Students have the option of studying journalism through an undergraduate degree with a core component of Journalism courses, or a postgraduate qualification (the Postgraduate Diploma in Journalism or, from 2021, a new Graduate Diploma in Journalism).

Bachelor of Communication

New in 2018, this three-year degree qualification is a response to increased demand for communication graduates on the job market. It is intended to prepare graduates for work as journalists, public relations practitioners and communication advisors . 

The degree requires no background in any specific subject at school and is open to all students with entry to university. Please visit the Bachelor of Communication page for more information. 

Postgraduate Diploma in Journalism

is a one-year programme aimed at preparing graduates for a career in print, broadcast and online journalism. Students receive intensive training in media ethics and law, digital newsgathering and writing, research and analysis, and multimedia reporting, including basic storytelling methods in photography, audio and video, and for online media. The course is designed to combine analytical skills with practical experience to produce thinking journalists who are highly competent and multi-skilled professionals.

Note, this course will not be offered in 2020, and will be replaced by a new Graduate Diploma in Journalism GDipJ (offered in 2021).

The Postgraduate Diploma in Journalism is made up of six courses. Together, they are designed to produce graduates who are:

  • High-quality critical thinkers
  • Expert researchers across a range of sources
  • Strong writers and editors who can meet deadlines with speed and accuracy
  • Skilled in multi-media reporting
  • Able to work ethically and to a professional standard.

Course advice

You may like to check both the general and specific regulations:

Regulations for the Postgraduate Diploma in Journalism (PGDipJ)

Each year, most, if not all, of our graduates win jobs, many of them before the programme has even finished – debunking the myth that reporting jobs are hard to find. Recent graduates walked into jobs at Newshub, Stuff.co.nz, Radio NZ, RadioLIVE, NewstalkZB, NZME, The Press, TVNZ, and various regional and community papers, and landed social and online media roles with various government and corporate organisations.

The programme has a strong emphasis on practical work, and we maintain a close relationship with the profession through our many guest lecturers.
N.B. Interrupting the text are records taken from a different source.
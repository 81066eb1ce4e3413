use log::info;
use polars::prelude::*;
use statrs::statistics::Statistics;
use std::cmp::Ordering;
use tabled::{Table, Tabled};

use super::error::Result;
use super::frame;
use super::metrics::DurationBounds;

/// Quantile of already sorted values with linear interpolation between the
/// two closest ranks. `NaN` for an empty slice.
pub fn quantile(sorted: &[f64], q: f64) -> f64 {
    let n = sorted.len();
    if n == 0 {
        return f64::NAN;
    }
    let rank = q.clamp(0.0, 1.0) * (n - 1) as f64;
    let lower = rank.floor() as usize;
    let upper = (rank.ceil() as usize).min(n - 1);
    let frac = rank - lower as f64;
    sorted[lower] + (sorted[upper] - sorted[lower]) * frac
}

pub fn sorted(values: &[f64]) -> Vec<f64> {
    let mut sorted: Vec<f64> = values.iter().copied().filter(|v| !v.is_nan()).collect();
    sorted.sort_by(|a, b| a.partial_cmp(b).unwrap_or(Ordering::Equal));
    sorted
}

#[derive(Debug, Clone, PartialEq)]
pub struct DurationStats {
    pub count: usize,
    pub mean: f64,
    pub median: f64,
    pub mode: f64,
    pub q1: f64,
    pub q3: f64,
    pub min: f64,
    pub max: f64,
    pub std_dev: f64,
    pub skewness: f64,
}

/// Smallest of the most frequent values.
fn mode(sorted: &[f64]) -> f64 {
    let mut best = f64::NAN;
    let mut best_run = 0;
    let mut i = 0;
    while i < sorted.len() {
        let run = sorted[i..].iter().take_while(|v| **v == sorted[i]).count();
        if run > best_run {
            best = sorted[i];
            best_run = run;
        }
        i += run;
    }
    best
}

/// Population (biased) skewness.
fn skewness(values: &[f64], mean: f64) -> f64 {
    let n = values.len() as f64;
    let m2 = values.iter().map(|v| (v - mean).powi(2)).sum::<f64>() / n;
    let m3 = values.iter().map(|v| (v - mean).powi(3)).sum::<f64>() / n;
    if m2 == 0.0 {
        f64::NAN
    } else {
        m3 / m2.powf(1.5)
    }
}

impl DurationStats {
    /// `None` when there is nothing to describe. `NaN` inputs are ignored.
    pub fn from_values(values: &[f64]) -> Option<DurationStats> {
        let sorted = sorted(values);
        let (min, max) = (*sorted.first()?, *sorted.last()?);
        let mean = Statistics::mean(sorted.iter());
        Some(DurationStats {
            count: sorted.len(),
            mean,
            median: quantile(&sorted, 0.5),
            mode: mode(&sorted),
            q1: quantile(&sorted, 0.25),
            q3: quantile(&sorted, 0.75),
            min,
            max,
            std_dev: Statistics::std_dev(sorted.iter()),
            skewness: skewness(&sorted, mean),
        })
    }

    pub fn table(&self) -> String {
        #[derive(Tabled)]
        struct Stat {
            statistic: &'static str,
            minutes: String,
        }
        let rows = vec![
            Stat { statistic: "Count", minutes: self.count.to_string() },
            Stat { statistic: "Mean", minutes: format!("{:.2}", self.mean) },
            Stat { statistic: "Median", minutes: format!("{:.2}", self.median) },
            Stat { statistic: "Mode", minutes: format!("{}", self.mode) },
            Stat { statistic: "Lower Quartile (Q1)", minutes: format!("{:.2}", self.q1) },
            Stat { statistic: "Upper Quartile (Q3)", minutes: format!("{:.2}", self.q3) },
            Stat { statistic: "Minimum", minutes: format!("{}", self.min) },
            Stat { statistic: "Maximum", minutes: format!("{}", self.max) },
            Stat { statistic: "Standard Deviation", minutes: format!("{:.2}", self.std_dev) },
            Stat { statistic: "Skewness", minutes: format!("{:.2}", self.skewness) },
        ];
        Table::new(rows).to_string()
    }
}

/// Rows of a per-game table whose `column` lies inside `bounds`, and the
/// kept values.
pub fn within_bounds(df: &DataFrame, column: &str, bounds: &DurationBounds) -> Result<(DataFrame, Vec<f64>)> {
    let name = frame::require_column(df, column)?;
    let values: Vec<Option<f64>> = frame::string_values(df, &name)?
        .iter()
        .map(|v| v.as_deref().and_then(frame::parse_float))
        .collect();
    let mask: BooleanChunked = values.iter().map(|v| bounds.contains(*v)).collect();
    let kept: Vec<f64> = values.into_iter().flatten().filter(|v| bounds.contains(Some(*v))).collect();
    info!("{} of {} rows within [{}]", kept.len(), df.height(), bounds);
    Ok((df.filter(&mask)?, kept))
}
Throughout the year, you will report for local newsrooms and contribute to a range of media, including radio station RDU 98.5 and our own digital news outlet, The Record. Mid-year, you will be sent on a newspaper internship and, later in the year, we will send you further afield for a capstone internship in a radio, online or print newsroom.

University of Canterbury journalism graduates regularly feature among the winners and finalists in New Zealand’s national media awards, the Voyager Media Awards and NZ Radio Awards. UC graduates have been nominated for and/or won best student journalist, best junior feature writer, best junior reporter, feature writer of the year, best podcast, best investigation, reporter of the year, editorial leader of the year and Wolfson Fellow.